Admittedly, not my best work, but then last night wasn't Manchester United's, either:
o Last night's 2-1 home loss to Ajax, which saw the Reds advance into the final 16 of the Europa League tournament, was shown on GOL TV in the US. I wish GolTV's main football analysts, Ray Hudson and Phil Schoen, had the opportunity to call more games involving teams from the BPL. With Schoen playing the straight man to Hudson's lyrical mixture of melody, comedy and know-how, the two men combine to offer an insightful and entertaining brand of football commentary -- easy on the ears and informative, as well. o I will say, though, that I disagreed with Hudson's assessment that Dimitar Berbatov was "missing in action" and "pretty woeful" last night. To the contrary, I thought The Berb was one of the most creative players on the pitch last night. o Chicharito appears to be rounding back into form. The Little Pea may have begun the year slowly -- whether due to injury, weariness, or a combination of both -- but the Mexican striker was handed a rare start last night and found the net within the game's first six minutes. If last night was a sign of things to come, the rest of the Premier League better start worrying right now: the kid's got an uncanny nose for goal. o How do they allocate seats at old Trafford? Who thought to put Harry Redknapp and Stuart Pearce virtually right next to each other, with Roberto Mancini on Redknapp's other shoulder? I would have paid good money to hear the conversation in that section.... o Dimitar Berbatov is a sublime passer of the ball. He's also fairly unselfish for a proven goal scorer. I was mesmerized by some of the silky early through balls that Berbatov played for Chicharito to run onto. o Some of United's early ball movement was phenomenal, and at times in the first half they looked much more like the team they were in the first couple games of the season than they did during the drab and dreary run of 1-nil wins that collected points in the table but earned the club no style points. o I guess Sir Alex was less impressed, though, as he and Ryan Giggs looked slightly bored watching the first half from the sideline. If you'd told me they were watching paint dry I might have protested, and suggested they were watching grass grow, instead.

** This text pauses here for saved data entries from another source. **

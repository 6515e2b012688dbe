//! String to typed-value conversion, applied to every field a source emits.

use std::fmt;
use std::str::FromStr;
use std::sync::Arc;

use chrono::{DateTime, LocalResult, NaiveDateTime, TimeZone};
use chrono_tz::Tz;

use crate::model::{ColumnType, Model, RawRecord, TypedRecord, TypedValue};

#[derive(Debug, Clone, PartialEq, thiserror::Error)]
pub enum ConversionError {
    #[error("{value:?} is not an integer")]
    NotAnInteger { value: String },
    #[error("{value:?} is not a number")]
    NotANumber { value: String },
    #[error("{value:?} is not a timestamp: {reason}")]
    BadTimestamp { value: String, reason: String },
}

/// Convert one raw field into the semantic type of its column.
pub fn convert(raw: &str, column_type: ColumnType, model: &Model) -> Result<TypedValue, ConversionError> {
    match column_type {
        ColumnType::String => Ok(TypedValue::Text(raw.to_string())),
        ColumnType::BigInt => raw
            .parse::<i64>()
            .map(TypedValue::Integer)
            .map_err(|_| ConversionError::NotAnInteger { value: raw.to_string() }),
        // int columns are stored as 32-bit integers, so the range is checked here
        ColumnType::Int => raw
            .parse::<i32>()
            .map(|v| TypedValue::Integer(i64::from(v)))
            .map_err(|_| ConversionError::NotAnInteger { value: raw.to_string() }),
        ColumnType::Float => {
            let normalized = raw.replace(',', ".");
            match normalized.parse::<f64>() {
                Ok(v) if v.is_finite() => Ok(TypedValue::Float(v)),
                _ => Err(ConversionError::NotANumber { value: raw.to_string() }),
            }
        }
        ColumnType::DateTime => parse_timestamp(raw, model).map(TypedValue::Timestamp),
        ColumnType::DateTimeNullable if raw.is_empty() => Ok(TypedValue::Null),
        ColumnType::DateTimeNullable => parse_timestamp(raw, model).map(TypedValue::Timestamp),
    }
}

fn parse_timestamp(raw: &str, model: &Model) -> Result<DateTime<Tz>, ConversionError> {
    let bad = |reason: String| ConversionError::BadTimestamp { value: raw.to_string(), reason };

    let naive = NaiveDateTime::parse_from_str(raw, model.datetime_format()).map_err(|e| bad(e.to_string()))?;
    // chrono accepts unpadded fields and extra whitespace; the layout is exact.
    if naive.format(model.datetime_format()).to_string() != raw {
        return Err(bad(format!("does not match format {}", model.datetime_format())));
    }
    match model.timezone().from_local_datetime(&naive) {
        LocalResult::Single(ts) => Ok(ts),
        // Repeated wall-clock hour at the end of DST: take the first occurrence.
        LocalResult::Ambiguous(earliest, _) => Ok(earliest),
        LocalResult::None => Err(bad(format!("local time does not exist in {}", model.timezone()))),
    }
}

/// What a source does with a record whose fields fail to convert.
#[derive(Debug, Clone, Copy, Default, PartialEq, Eq)]
pub enum RejectPolicy {
    /// Exclude the whole record and report it as rejected.
    #[default]
    DropRecord,
    /// Keep the record with the failing fields set to null.
    NullField,
}

impl FromStr for RejectPolicy {
    type Err = String;

    fn from_str(s: &str) -> Result<Self, Self::Err> {
        match s {
            "drop_record" => Ok(RejectPolicy::DropRecord),
            "null_field" => Ok(RejectPolicy::NullField),
            other => Err(other.to_string()),
        }
    }
}

#[derive(Debug, Clone, PartialEq)]
pub enum RejectionCause {
    Conversion { column: String, error: ConversionError },
    Unreadable(String),
}

impl fmt::Display for RejectionCause {
    fn fmt(&self, f: &mut fmt::Formatter<'_>) -> fmt::Result {
        match self {
            RejectionCause::Conversion { column, error } => write!(f, "column {column}: {error}"),
            RejectionCause::Unreadable(reason) => write!(f, "unreadable record: {reason}"),
        }
    }
}

/// A source record that never reached the destination.
#[derive(Debug, Clone, PartialEq)]
pub struct RecordRejection {
    pub index: usize,
    pub cause: RejectionCause,
    pub raw: RawRecord,
}

impl RecordRejection {
    pub fn column(&self) -> Option<&str> {
        match &self.cause {
            RejectionCause::Conversion { column, .. } => Some(column),
            RejectionCause::Unreadable(_) => None,
        }
    }
}

/// Output of one fetch: converted records plus everything that was dropped.
#[derive(Debug, Default)]
pub struct FetchedRecords {
    pub records: Vec<TypedRecord>,
    pub rejected: Vec<RecordRejection>,
}

impl FetchedRecords {
    /// Number of records the source produced, converted or not.
    pub fn fetched(&self) -> usize {
        self.records.len() + self.rejected.len()
    }
}

/// Record-level conversion against a shared model.
#[derive(Debug, Clone)]
pub struct Converter {
    model: Arc<Model>,
    policy: RejectPolicy,
}

impl Converter {
    pub fn new(model: Arc<Model>, policy: RejectPolicy) -> Self {
        Self { model, policy }
    }

    pub fn model(&self) -> &Model {
        &self.model
    }

    pub fn policy(&self) -> RejectPolicy {
        self.policy
    }

    /// Convert every model column of `raw`; keys outside the model are ignored.
    pub fn convert_record(&self, index: usize, raw: &RawRecord) -> Result<TypedRecord, RecordRejection> {
        let mut values = Vec::with_capacity(self.model.columns().len());
        let mut first_failure: Option<(String, ConversionError)> = None;

        for column in self.model.columns() {
            let Some(field) = raw.get(&column.name) else {
                tracing::warn!(record = index, column = %column.name, "column not found in record");
                values.push(TypedValue::Null);
                continue;
            };

            match convert(field, column.column_type, &self.model) {
                Ok(value) => values.push(value),
                Err(error) => match self.policy {
                    RejectPolicy::DropRecord => {
                        tracing::error!(record = index, column = %column.name, error = %error, "column failed to convert");
                        if first_failure.is_none() {
                            first_failure = Some((column.name.clone(), error));
                        }
                        values.push(TypedValue::Null);
                    }
                    RejectPolicy::NullField => {
                        tracing::warn!(record = index, column = %column.name, error = %error, "nulling field");
                        values.push(TypedValue::Null);
                    }
                },
            }
        }

        if let Some((column, error)) = first_failure {
            tracing::error!(record = index, column = %column, "dropping record");
            return Err(RecordRejection {
                index,
                cause: RejectionCause::Conversion { column, error },
                raw: raw.clone(),
            });
        }

        Ok(TypedRecord::new(index, values))
    }

    /// Convert a whole source output, numbering records from zero.
    pub fn convert_all<I>(&self, raws: I) -> FetchedRecords
    where
        I: IntoIterator<Item = RawRecord>,
    {
        let mut out = FetchedRecords::default();
        for (index, raw) in raws.into_iter().enumerate() {
            match self.convert_record(index, &raw) {
                Ok(record) => out.records.push(record),
                Err(rejection) => out.rejected.push(rejection),
            }
        }
        out
    }
}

o The second half was a different story altogether. The home side looked disjointed, uninterested, and unmotivated. Shockingly, despite Sir Alex's pre-game warning to the contrary, and despite their prior experience against Basel at home during the Champions League -- in which the home team surrendered a 2-0 lead and gave up three straight goals -- the team looked complacent.
o A good portion of the fault can be laid directly at the feet of the great man himself. I don't think United can afford to start Phil Jones at center back in a game of any importance. The kid just isn't ready. And then surrounding Jones with Chris Smalling, Fabio and Rafael (the latter of whom played excellently, in my opinion) wouldn't have exactly bolstered David De Gea's confidence
o Speaking of De Gea, it was another game, another crucial save for the Spaniard, a save that ended up keeping United alive in Europe. Anyone paying attention...? o As his scraggly beard begins to fill in a bit, he's looking more and more like the Notre Dame leprechaun mascot, especially when he's wearing the green goaltender's kit.
Notre Dame Mascot, or David De Gea?
o Once again, it was Paul Scholes who was brought on as a calming influence to settle the team down and bring back some needed rhythm to the offense. I'm not so sure Scholesy grabbed the reins and immediately settled the horse last night, but he did do just enough to break up Ajax's ball domination and keep them from scoring until it was too late. It's a good thing Scholes took the first half of the season off, because SIr Alex is heavily reliant on him right now. o In the end, the boys in Red did just enough to advance last night, never really getting out of second gear, and content to cede the ball to the visitors for long portions of the evening. While there were a few nervy moments late on -- especially after the referee allowed a late offside goal to stand -- and the home side suffered a rare European loss at Old Trafford (only their third there since 2001), it was the Reds who went through to the Europa League's next round. It may not have been a moral victory -- the kind approved by Micah Richards and Vincent Kompany -- but at this point I'll take it.